#### Activity:
Starting at the line that contains "if sign[n /" in the listing below, write out every line word for word until you have written the line that contains "fn fp(width: u32, entries: &[(u32, i32)])".

#### Exercise inputs:

//! Overlap accounting between a sparse fingerprint and a folded summary.
//!
//! These feed index-side bound checks: how much of a query could still
//! match a stored bitmap signature or range summary.

use crate::bitmap::bytes_for_bits;
use crate::range::saturate;
use crate::{FingerprintError, RangeArray, Result, SparseFingerprint};

/// Totals from [`count_overlap`].
#[derive(Debug, Clone, Copy, Default, PartialEq, Eq)]
pub struct OverlapCounts {
    /// Sum of every value in the sparse fingerprint.
    pub sum: i64,
    /// Sum of the values whose folded bit is set.
    pub overlap_sum: i64,
    /// Number of keys whose folded bit is set.
    pub overlap_count: usize,
}

/// Totals from [`count_range_overlap`].
#[derive(Debug, Clone, Copy, Default, PartialEq, Eq)]
pub struct RangeOverlap {
    pub query_sum: i64,
    pub key_sum: i64,
    pub overlap_low: i64,
    pub overlap_high: i64,
}

/// Fold each key of `sparse` into `key % num_bits` and total the values
/// that land on set bits of `signature`.
///
/// With no signature every bit counts as set, so every key overlaps.
pub fn count_overlap(
    signature: Option<&[u8]>,
    sparse: &SparseFingerprint,
    num_bits: usize,
) -> Result<OverlapCounts> {
    if num_bits == 0 {
        return Err(FingerprintError::InvalidWidth("bitmap bit count"));
    }

    let mut counts = OverlapCounts::default();

    let Some(sign) = signature else {
        counts.sum = sparse.total();
        counts.overlap_sum = counts.sum;
        counts.overlap_count = sparse.len();
        return Ok(counts);
    };

    let needed = bytes_for_bits(num_bits);
    if sign.len() < needed {
        return Err(FingerprintError::LengthMismatch {
            left: sign.len(),
            right: needed,
        });
    }

    for (key, value) in sparse.iter() {
        counts.sum += value as i64;
        let n = key as usize % num_bits;
        if sign[n / 8] & (1u8 << (n % 8)) != 0 {
            counts.overlap_sum += value as i64;
            counts.overlap_count += 1;
        }
    }
    Ok(counts)
}

/// Compare a query against a range summary bucket by bucket.
///
/// Keys landing in empty buckets contribute only to `query_sum`.
/// `key_sum` counts each bucket's low bound, plus its high bound when the
/// two differ.
pub fn count_range_overlap(
    ranges: &RangeArray,
    sparse: &SparseFingerprint,
) -> Result<RangeOverlap> {
    let buckets = ranges.buckets();
    if buckets.is_empty() {
        return Err(FingerprintError::InvalidWidth("range bucket count"));
    }

    let mut out = RangeOverlap::default();

    for (key, value) in sparse.iter() {
        out.query_sum += value as i64;
        let bucket = buckets[key as usize % buckets.len()];
        if bucket.is_empty() {
            continue;
        }
        let v = saturate(value);
        out.overlap_low += bucket.low.min(v) as i64;
        out.overlap_high += bucket.high.min(v) as i64;
    }

    debug_assert!(out.overlap_low <= out.overlap_high);

    for bucket in buckets {
        out.key_sum += bucket.low as i64;
        if bucket.low != bucket.high {
            out.key_sum += bucket.high as i64;
        }
    }

    Ok(out)
}

#[cfg(test)]
mod tests {
    use super::*;

    fn fp(width: u32, entries: &[(u32, i32)]) -> SparseFingerprint {
        SparseFingerprint::from_entries(width, entries.iter().copied()).unwrap()
    }

    #[test]
    fn test_overlap_with_signature() {
        let query = fp(1024, &[(3, 2), (10, 5), (17, 1)]);
        // bits 3 and 1 (= 17 % 16) set
        let sign = [0b0000_1010u8, 0];
        let c = count_overlap(Some(&sign), &query, 16).unwrap();
        assert_eq!(
            c,
            OverlapCounts {
                sum: 8,
                overlap_sum: 3,
                overlap_count: 2,
            }
        );
    }

    #[test]
    fn test_overlap_without_signature() {
        let query = fp(1024, &[(3, 2), (10, 5), (17, 1)]);
        let c = count_overlap(None, &query, 16).unwrap();
        assert_eq!(c.sum, 8);
        assert_eq!(c.overlap_sum, 8);
        assert_eq!(c.overlap_count, 3);
    }

    #[test]
    fn test_overlap_against_own_fold() {
        let query = fp(4096, &[(7, 1), (300, 4), (2049, 2)]);
        let sign = query.to_bitmap(2048).unwrap();
        let c = count_overlap(Some(sign.as_bytes()), &query, 2048).unwrap();
        assert_eq!(c.overlap_sum, c.sum);
        assert_eq!(c.overlap_count, query.len());
    }

    #[test]
    fn test_overlap_short_signature() {
        let query = fp(64, &[(3, 2)]);
        let err = count_overlap(Some(&[0u8]), &query, 16).unwrap_err();
        assert_eq!(err, FingerprintError::LengthMismatch { left: 1, right: 2 });
        assert!(count_overlap(None, &query, 0).is_err());
    }

    #[test]
    fn test_range_overlap_values() {
        let stored = fp(64, &[(1, 3), (5, 7), (2, 4)]);
        let ranges = stored.to_range_compressed(4).unwrap();
        // bucket 1 = (3, 7), bucket 2 = (4, 4)
        let query = fp(64, &[(1, 5), (6, 10), (3, 2)]);
        let r = count_range_overlap(&ranges, &query).unwrap();
        assert_eq!(r.query_sum, 17);
        // key 1 -> bucket 1: min(3,5)=3, min(7,5)=5
        // key 6 -> bucket 2: min(4,10)=4, min(4,10)=4
        // key 3 -> bucket 3: empty
        assert_eq!(r.overlap_low, 7);
        assert_eq!(r.overlap_high, 9);
        assert_eq!(r.key_sum, 3 + 7 + 4);
    }

    #[test]
    fn test_range_overlap_invariant_on_own_summary() {
        let query = fp(512, &[(0, 1), (9, 3), (17, 250), (33, 2), (40, 1000)]);
        for num_ints in [1usize, 4, 8, 16, 64] {
            let ranges = query.to_range_compressed(num_ints).unwrap();
            let per_bucket = query
                .iter()
                .fold(vec![Vec::new(); num_ints], |mut acc, (k, v)| {
                    acc[k as usize % num_ints].push(saturate(v));
                    acc
                });
            let r = count_range_overlap(&ranges, &query).unwrap();
            assert!(r.overlap_low <= r.overlap_high, "num_ints {num_ints}");
            // a bucket folding two equal values counts them once in key_sum
            let bounded = per_bucket
                .iter()
                .all(|vals| vals.len() < 2 || (vals.len() == 2 && vals[0] != vals[1]));
            if bounded {
                assert!(r.overlap_high <= r.key_sum, "num_ints {num_ints}");
            }
        }
    }
}
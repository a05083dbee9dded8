//! # molfp-engine
//!
//! Fingerprint generation against a pluggable chemistry toolkit.
//!
//! The toolkit sits behind [`ChemistryEngine`]; [`FingerprintGenerator`]
//! supplies widths from [`GeneratorConfig`], validates the toolkit's output
//! and returns `molfp-core` fingerprints.

pub mod algorithm;
pub mod config;
pub mod engine;
pub mod error;
pub mod generator;

pub use algorithm::{Algorithm, BitmapAlgorithm, Invariants, SparseAlgorithm};
pub use config::GeneratorConfig;
pub use engine::ChemistryEngine;
pub use error::ConfigError;
pub use generator::{FingerprintGenerator, MORGAN_SPARSE_WIDTH};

#### Final answer:
        if sign[n / 8] & (1u8 << (n % 8)) != 0 {
            counts.overlap_sum += value as i64;
            counts.overlap_count += 1;
        }
    }
    Ok(counts)
}

/// Compare a query against a range summary bucket by bucket.
///
/// Keys landing in empty buckets contribute only to `query_sum`.
/// `key_sum` counts each bucket's low bound, plus its high bound when the
/// two differ.
pub fn count_range_overlap(
    ranges: &RangeArray,
    sparse: &SparseFingerprint,
) -> Result<RangeOverlap> {
    let buckets = ranges.buckets();
    if buckets.is_empty() {
        return Err(FingerprintError::InvalidWidth("range bucket count"));
    }

    let mut out = RangeOverlap::default();

    for (key, value) in sparse.iter() {
        out.query_sum += value as i64;
        let bucket = buckets[key as usize % buckets.len()];
        if bucket.is_empty() {
            continue;
        }
        let v = saturate(value);
        out.overlap_low += bucket.low.min(v) as i64;
        out.overlap_high += bucket.high.min(v) as i64;
    }

    debug_assert!(out.overlap_low <= out.overlap_high);

    for bucket in buckets {
        out.key_sum += bucket.low as i64;
        if bucket.low != bucket.high {
            out.key_sum += bucket.high as i64;
        }
    }

    Ok(out)
}

#[cfg(test)]
mod tests {
    use super::*;

    fn fp(width: u32, entries: &[(u32, i32)]) -> SparseFingerprint {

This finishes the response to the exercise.